- Information supplied:
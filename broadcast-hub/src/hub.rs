//! Membership table and fan-out.
//!
//! The hub never owns a client. Each session owns its [`Client`] through an
//! `Arc`; the hub only keeps a `Weak` per member, so dropping the session is
//! enough to make the client unreachable even if unregistering was missed.

use std::{
    collections::HashMap,
    sync::{
        Arc, OnceLock, Weak,
        atomic::{AtomicU64, Ordering},
    },
};

use bytes::Bytes;
use futures_util::future::join_all;
use tokio::sync::{
    RwLock,
    mpsc::{self, error::TrySendError},
};
use tracing::{debug, info, warn};

use crate::connection::Connection;

pub type ClientId = u64;

/// One connected peer.
pub struct Client {
    id: ClientId,
    connection: Arc<dyn Connection>,
    username: OnceLock<String>,
    outbound: mpsc::Sender<Bytes>,
}

impl Client {
    /// Builds a client with an outbound queue of `capacity` payloads and
    /// returns the receiving end for the session's write task.
    pub fn new(
        id: ClientId,
        connection: Arc<dyn Connection>,
        capacity: usize,
    ) -> (Arc<Self>, mpsc::Receiver<Bytes>) {
        let (outbound, queue) = mpsc::channel(capacity.max(1));
        let client = Arc::new(Self {
            id,
            connection,
            username: OnceLock::new(),
            outbound,
        });
        (client, queue)
    }

    pub fn id(&self) -> ClientId {
        self.id
    }

    pub fn connection(&self) -> &Arc<dyn Connection> {
        &self.connection
    }

    pub fn username(&self) -> Option<&str> {
        self.username.get().map(String::as_str)
    }

    /// Records the name announced by the first JOIN that carries one. An
    /// empty name is ignored; once set, the name is unchanged and later
    /// calls return `false`.
    pub fn set_username(&self, name: &str) -> bool {
        if name.is_empty() {
            return false;
        }
        self.username.set(name.to_string()).is_ok()
    }

    fn try_enqueue(&self, payload: Bytes) -> Result<(), TrySendError<Bytes>> {
        self.outbound.try_send(payload)
    }
}

/// Registration table plus broadcast engine, shared by every listener.
#[derive(Default)]
pub struct Hub {
    members: RwLock<HashMap<ClientId, Weak<Client>>>,
    next_id: AtomicU64,
    dropped: AtomicU64,
}

impl Hub {
    pub fn new() -> Self {
        Self::default()
    }

    pub fn next_client_id(&self) -> ClientId {
        self.next_id.fetch_add(1, Ordering::Relaxed) + 1
    }

    pub async fn register(&self, client: &Arc<Client>) {
        let mut members = self.members.write().await;
        members.insert(client.id, Arc::downgrade(client));
        debug!(client = client.id, members = members.len(), "client registered");
    }

    /// Removes `client`; returns whether it was a member.
    pub async fn unregister(&self, client: &Client) -> bool {
        let mut members = self.members.write().await;
        let removed = members.remove(&client.id).is_some();
        if removed {
            debug!(client = client.id, members = members.len(), "client unregistered");
        }
        removed
    }

    /// Queues `payload` for every member except `excluding`.
    ///
    /// Never waits on a recipient: a member whose queue is full simply
    /// misses this payload. Returns how many members it was queued for.
    pub async fn broadcast(&self, payload: Bytes, excluding: Option<ClientId>) -> usize {
        let members = self.members.read().await;
        let mut delivered = 0;

        for (&id, member) in members.iter() {
            if Some(id) == excluding {
                continue;
            }
            let Some(client) = member.upgrade() else {
                continue;
            };
            match client.try_enqueue(payload.clone()) {
                Ok(()) => delivered += 1,
                Err(TrySendError::Full(_)) => {
                    let dropped = self.dropped.fetch_add(1, Ordering::Relaxed) + 1;
                    warn!(
                        client = id,
                        peer = client.connection.peer_address(),
                        dropped_total = dropped,
                        "outbound queue full, dropping payload"
                    );
                }
                Err(TrySendError::Closed(_)) => {
                    debug!(client = id, "outbound queue closed, skipping");
                }
            }
        }

        delivered
    }

    pub async fn client_count(&self) -> usize {
        self.members.read().await.len()
    }

    /// Payloads dropped so far because a recipient's queue was full.
    pub fn dropped_count(&self) -> u64 {
        self.dropped.load(Ordering::Relaxed)
    }

    /// Closes every member's connection and empties the table. Sessions
    /// notice the closed connections and wind down on their own. Returns
    /// how many connections were closed.
    pub async fn stop(&self) -> usize {
        let clients: Vec<Arc<Client>> = {
            let mut members = self.members.write().await;
            members.drain().filter_map(|(_, member)| member.upgrade()).collect()
        };

        info!(clients = clients.len(), "hub stopping");
        join_all(clients.iter().map(|client| client.connection.close())).await;
        clients.len()
    }
}

#[cfg(test)]
mod tests {
    use std::time::Duration;

    use tokio::{
        io::{DuplexStream, duplex},
        time::timeout,
    };

    use super::*;
    use crate::connection::StreamConnection;

    fn client(hub: &Hub, capacity: usize) -> (Arc<Client>, mpsc::Receiver<Bytes>, DuplexStream) {
        let (local, remote) = duplex(1024);
        let connection: Arc<dyn Connection> = Arc::new(StreamConnection::new(local, "test-peer"));
        let (client, queue) = Client::new(hub.next_client_id(), connection, capacity);
        (client, queue, remote)
    }

    #[tokio::test]
    async fn register_and_unregister_track_membership() {
        let hub = Hub::new();
        let (a, _qa, _ra) = client(&hub, 4);
        let (b, _qb, _rb) = client(&hub, 4);

        hub.register(&a).await;
        assert_eq!(hub.client_count().await, 1);
        hub.register(&b).await;
        assert_eq!(hub.client_count().await, 2);

        assert!(hub.unregister(&a).await);
        assert_eq!(hub.client_count().await, 1);

        assert!(!hub.unregister(&a).await, "second unregister is a no-op");
        assert_eq!(hub.client_count().await, 1);
    }

    #[tokio::test]
    async fn broadcast_skips_only_the_sender() {
        let hub = Hub::new();
        let (sender, mut sender_queue, _r0) = client(&hub, 4);
        let mut others = Vec::new();
        for _ in 0..3 {
            let (c, q, r) = client(&hub, 4);
            hub.register(&c).await;
            others.push((c, q, r));
        }
        hub.register(&sender).await;

        let payload = Bytes::from_static(b"frame");
        let delivered = hub.broadcast(payload.clone(), Some(sender.id())).await;
        assert_eq!(delivered, 3);

        for (_, queue, _) in others.iter_mut() {
            assert_eq!(queue.try_recv().ok(), Some(payload.clone()));
            assert!(queue.try_recv().is_err(), "exactly one copy per recipient");
        }
        assert!(sender_queue.try_recv().is_err());
    }

    #[tokio::test]
    async fn unregistered_clients_receive_nothing() {
        let hub = Hub::new();
        let (member, mut member_queue, _r1) = client(&hub, 4);
        let (outsider, mut outsider_queue, _r2) = client(&hub, 4);
        hub.register(&member).await;
        hub.register(&outsider).await;
        hub.unregister(&outsider).await;

        hub.broadcast(Bytes::from_static(b"hi"), None).await;
        assert!(member_queue.try_recv().is_ok());
        assert!(outsider_queue.try_recv().is_err());
    }

    #[tokio::test]
    async fn full_queue_drops_without_blocking_others() -> anyhow::Result<()> {
        let hub = Hub::new();
        let (slow, mut slow_queue, _r1) = client(&hub, 1);
        let (fast, mut fast_queue, _r2) = client(&hub, 8);
        hub.register(&slow).await;
        hub.register(&fast).await;

        hub.broadcast(Bytes::from_static(b"one"), None).await;
        let delivered = timeout(
            Duration::from_secs(1),
            hub.broadcast(Bytes::from_static(b"two"), None),
        )
        .await?;

        assert_eq!(delivered, 1, "only the fast client had room");
        assert_eq!(hub.dropped_count(), 1);
        assert_eq!(fast_queue.try_recv().ok(), Some(Bytes::from_static(b"one")));
        assert_eq!(fast_queue.try_recv().ok(), Some(Bytes::from_static(b"two")));
        assert_eq!(slow_queue.try_recv().ok(), Some(Bytes::from_static(b"one")));
        assert!(slow_queue.try_recv().is_err());
        Ok(())
    }

    #[tokio::test]
    async fn dropped_clients_are_skipped() {
        let hub = Hub::new();
        let (gone, _q, _r) = client(&hub, 4);
        hub.register(&gone).await;
        drop(gone);

        assert_eq!(hub.broadcast(Bytes::from_static(b"x"), None).await, 0);
    }

    #[tokio::test]
    async fn username_is_fixed_by_first_join() {
        let hub = Hub::new();
        let (c, _q, _r) = client(&hub, 1);
        assert_eq!(c.username(), None);
        assert!(c.set_username("alice"));
        assert!(!c.set_username("mallory"));
        assert_eq!(c.username(), Some("alice"));
    }

    #[tokio::test]
    async fn empty_join_name_leaves_username_unset() {
        let hub = Hub::new();
        let (c, _q, _r) = client(&hub, 1);
        assert!(!c.set_username(""));
        assert_eq!(c.username(), None);
        assert!(c.set_username("bob"));
        assert_eq!(c.username(), Some("bob"));
    }

    #[tokio::test]
    async fn stop_closes_members_and_empties_table() -> anyhow::Result<()> {
        let hub = Hub::new();
        let (a, _qa, _ra) = client(&hub, 1);
        let (b, _qb, _rb) = client(&hub, 1);
        hub.register(&a).await;
        hub.register(&b).await;

        assert_eq!(hub.stop().await, 2);
        assert_eq!(hub.client_count().await, 0);
        assert!(a.connection().receive().await?.is_none());
        assert!(b.connection().receive().await?.is_none());
        Ok(())
    }
}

- Task statement: Of the lines above, copy each one that contains the word "read".

- Task answer:
        let members = self.members.read().await;
        self.members.read().await.len()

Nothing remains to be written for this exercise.